Native American Religion
Because they lived so close to nature, all Native American peoples from the Stone Age to the modern era knew that death from hunger, disease, or enemies was never far away. The various death customs and beliefs, which first evolved during the invasions of Asians from Siberia to Alaska across a land bridge during the last Ice Age at least 12,000 years ago, gave them the means to cope with that experience. Individual tribes maintained their own death customs and adapted them to their regional environments into which they migrated, although such rituals and beliefs could pass from one group to the other through trade and intermarriage. Most Native American tribes believed that the souls of the dead passed into a spirit world and became part of the spiritual forces that influenced every aspect of their lives. Many tribes believed in two souls: one that died when the body died and one that might wander on and eventually die.
Burial customs varied widely from tribe to tribe. Indians disposed of their dead in a variety of ways. Arctic tribes, for example, simply left their dead on the frozen ground for wild animals to devour. The ancient mound-building Hopewell societies of the Upper Midwest, by contrast, placed the dead in lavishly furnished tombs. Southeastern tribes practiced secondary bone burial. They dug up their corpses, cleansed the bones, and then reburied them. The Northeast Iroquois, before they formed the Five Nations Confederation in the seventeenth century, saved skeletons of the deceased for a final mass burial that included furs and ornaments for the dead spirits' use in the afterlife. Northwest coastal tribes put their dead in mortuary cabins or canoes fastened to poles. Further south, California tribes practiced cremation. In western mountain areas tribes often deposited their dead in caves or fissures in the rocks. Nomadic tribes in the Great Plains region either buried their dead, if the ground was soft, or left them on tree platforms or on scaffolds. Central and South Atlantic tribes embalmed and mummified their dead. But during outbreaks of smallpox or other diseases leading to the sudden deaths of many tribe members, survivors hurriedly cast the corpses into a mass grave or threw them into a river.

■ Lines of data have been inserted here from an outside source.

use chrono::NaiveDate;
use clap::ValueEnum;

use crate::models::Task;

#[derive(Debug, Clone, Copy, PartialEq, Eq, Default, ValueEnum)]
pub enum StatusFilter {
    #[default]
    Pending,
    Completed,
    All,
}

impl StatusFilter {
    fn admits(self, task: &Task) -> bool {
        match self {
            StatusFilter::Pending => !task.completed,
            StatusFilter::Completed => task.completed,
            StatusFilter::All => true,
        }
    }
}

#[derive(Debug, Clone, Copy, PartialEq, Eq, Default, ValueEnum)]
pub enum SortBy {
    #[default]
    Impact,
    CreatedDate,
}

/// Promoted tasks split by due date. Overdue tasks land in `today`.
#[derive(Debug, Default, PartialEq)]
pub struct DashboardBuckets<'a> {
    pub today: Vec<&'a Task>,
    pub upcoming: Vec<&'a Task>,
    pub no_due_date: Vec<&'a Task>,
}

impl<'a> DashboardBuckets<'a> {
    pub fn len(&self) -> usize {
        self.today.len() + self.upcoming.len() + self.no_due_date.len()
    }

    pub fn is_empty(&self) -> bool {
        self.len() == 0
    }
}

#[derive(Debug, Clone, Copy, PartialEq, Eq, Default)]
pub struct DashboardStats {
    pub due_today: usize,
    pub overdue: usize,
    pub completed_today: usize,
}

fn sort_tasks(tasks: &mut [&Task], sort_by: SortBy) {
    match sort_by {
        SortBy::Impact => tasks.sort_by(|a, b| b.impact.cmp(&a.impact)),
        SortBy::CreatedDate => tasks.sort_by(|a, b| b.created_at.cmp(&a.created_at)),
    }
}

/// Bucket the promoted tasks passing `filter`. Every such task ends up in
/// exactly one bucket.
pub fn bucket_tasks(tasks: &[Task], today: NaiveDate, filter: StatusFilter, sort_by: SortBy) -> DashboardBuckets<'_> {
    let mut buckets = DashboardBuckets::default();

    for task in tasks.iter().filter(|t| t.promoted_to_dashboard && filter.admits(t)) {
        match task.due_date {
            None => buckets.no_due_date.push(task),
            Some(due) if due <= today => buckets.today.push(task),
            Some(_) => buckets.upcoming.push(task),
        }
    }

    sort_tasks(&mut buckets.today, sort_by);
    sort_tasks(&mut buckets.upcoming, sort_by);
    sort_tasks(&mut buckets.no_due_date, sort_by);
    buckets
}

pub fn stats(tasks: &[Task], today: NaiveDate) -> DashboardStats {
    let promoted = || tasks.iter().filter(|t| t.promoted_to_dashboard);
    DashboardStats {
        due_today: promoted()
            .filter(|t| !t.completed && t.due_date == Some(today))
            .count(),
        overdue: promoted()
            .filter(|t| !t.completed && t.due_date.is_some_and(|due| due < today))
            .count(),
        completed_today: promoted()
            .filter(|t| t.completed && t.completed_at.is_some_and(|at| at.date_naive() == today))
            .count(),
    }
}

#[cfg(test)]
mod tests {
    use super::*;
    use chrono::{Duration, TimeZone, Utc};

    fn task(id: i64, due: Option<NaiveDate>, impact: u8, completed: bool) -> Task {
        Task {
            id,
            user_id: "u1".to_string(),
            name: format!("task {}", id),
            description: String::new(),
            completed,
            due_date: due,
            created_at: Utc.with_ymd_and_hms(2024, 6, 1, 0, 0, 0).unwrap() + Duration::hours(id),
            completed_at: completed.then(|| Utc.with_ymd_and_hms(2024, 6, 10, 15, 0, 0).unwrap()),
            impact,
            effort: 3,
            tags: vec![],
            time_spent: 0.0,
            is_tracking: false,
            tracking_start_time: None,
            goal_id: None,
            promoted_to_dashboard: true,
        }
    }

    fn today() -> NaiveDate {
        NaiveDate::from_ymd_opt(2024, 6, 10).unwrap()
    }

    #[test]
    fn test_every_promoted_task_in_exactly_one_bucket() {
        let d = |n| NaiveDate::from_ymd_opt(2024, 6, n);
        let mut tasks = vec![
            task(1, d(9), 3, false),
            task(2, d(10), 5, false),
            task(3, d(11), 7, false),
            task(4, None, 1, false),
            task(5, d(30), 9, false),
        ];
        let mut backlog = task(6, d(10), 10, false);
        backlog.promoted_to_dashboard = false;
        tasks.push(backlog);

        let buckets = bucket_tasks(&tasks, today(), StatusFilter::All, SortBy::Impact);
        assert_eq!(buckets.len(), 5);
        let ids = |v: &Vec<&Task>| v.iter().map(|t| t.id).collect::<Vec<_>>();
        assert_eq!(ids(&buckets.today), vec![2, 1]);
        assert_eq!(ids(&buckets.upcoming), vec![5, 3]);
        assert_eq!(ids(&buckets.no_due_date), vec![4]);

        let again = bucket_tasks(&tasks, today(), StatusFilter::All, SortBy::Impact);
        assert_eq!(buckets, again);
    }

    #[test]
    fn test_status_filter_and_created_sort() {
        let tasks = vec![task(1, None, 5, true), task(2, None, 5, false), task(3, None, 5, false)];
        let pending = bucket_tasks(&tasks, today(), StatusFilter::Pending, SortBy::CreatedDate);
        let ids: Vec<_> = pending.no_due_date.iter().map(|t| t.id).collect();
        assert_eq!(ids, vec![3, 2]);

        let completed = bucket_tasks(&tasks, today(), StatusFilter::Completed, SortBy::Impact);
        assert_eq!(completed.len(), 1);
    }

    #[test]
    fn test_stats() {
        let d = |n| NaiveDate::from_ymd_opt(2024, 6, n);
        let tasks = vec![
            task(1, d(10), 5, false),
            task(2, d(8), 5, false),
            task(3, d(9), 5, true),
            task(4, None, 5, false),
        ];
        assert_eq!(
            stats(&tasks, today()),
            DashboardStats { due_today: 1, overdue: 1, completed_today: 1 }
        );
    }
}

Rites among Native Americans tended to focus on aiding the deceased in their afterlife. Some tribes left food and possessions of the dead person in or near the gravesite. Other groups, such as the Nez Perce of the Northwest, sacrificed wives, slaves, and a favorite horse of a dead warrior. Among many tribes, mourners, especially widows, cut their hair. Some Native Americans discarded personal ornaments or blacked their faces to honor the dead. Others gashed their arms and legs to express their grief. California tribes engaged in wailing, staged long funeral ceremonies, and held an anniversary mourning ritual after one or two years. Southwest Hopi wailed on the day of the death, and cried a year later.
Some Southwestern tribes, especially the Apache and Navajo, feared the ghosts of the deceased who were believed to resent the living. The nomadic Apache buried corpses swiftly and burned the deceased's house and possessions. The mourning family purified itself ritually and moved to a new place to escape their dead family member's ghost. The Navajo also buried their dead quickly with little ceremony. Navajos exposed to a corpse had to undergo a long and costly ritual purification treatment.
Garbarino, Merwyn, S. Native American Heritage. Boston: Little, Brown, 1976.
Josephy, Alvin M., Jr. The Indian Heritage of America. New York: Houghton Mifflin Company, 1991.
Underhill, Ruth. Red Man's America: A History of Indians in the United States. Chicago: University of Chicago Press, 1953.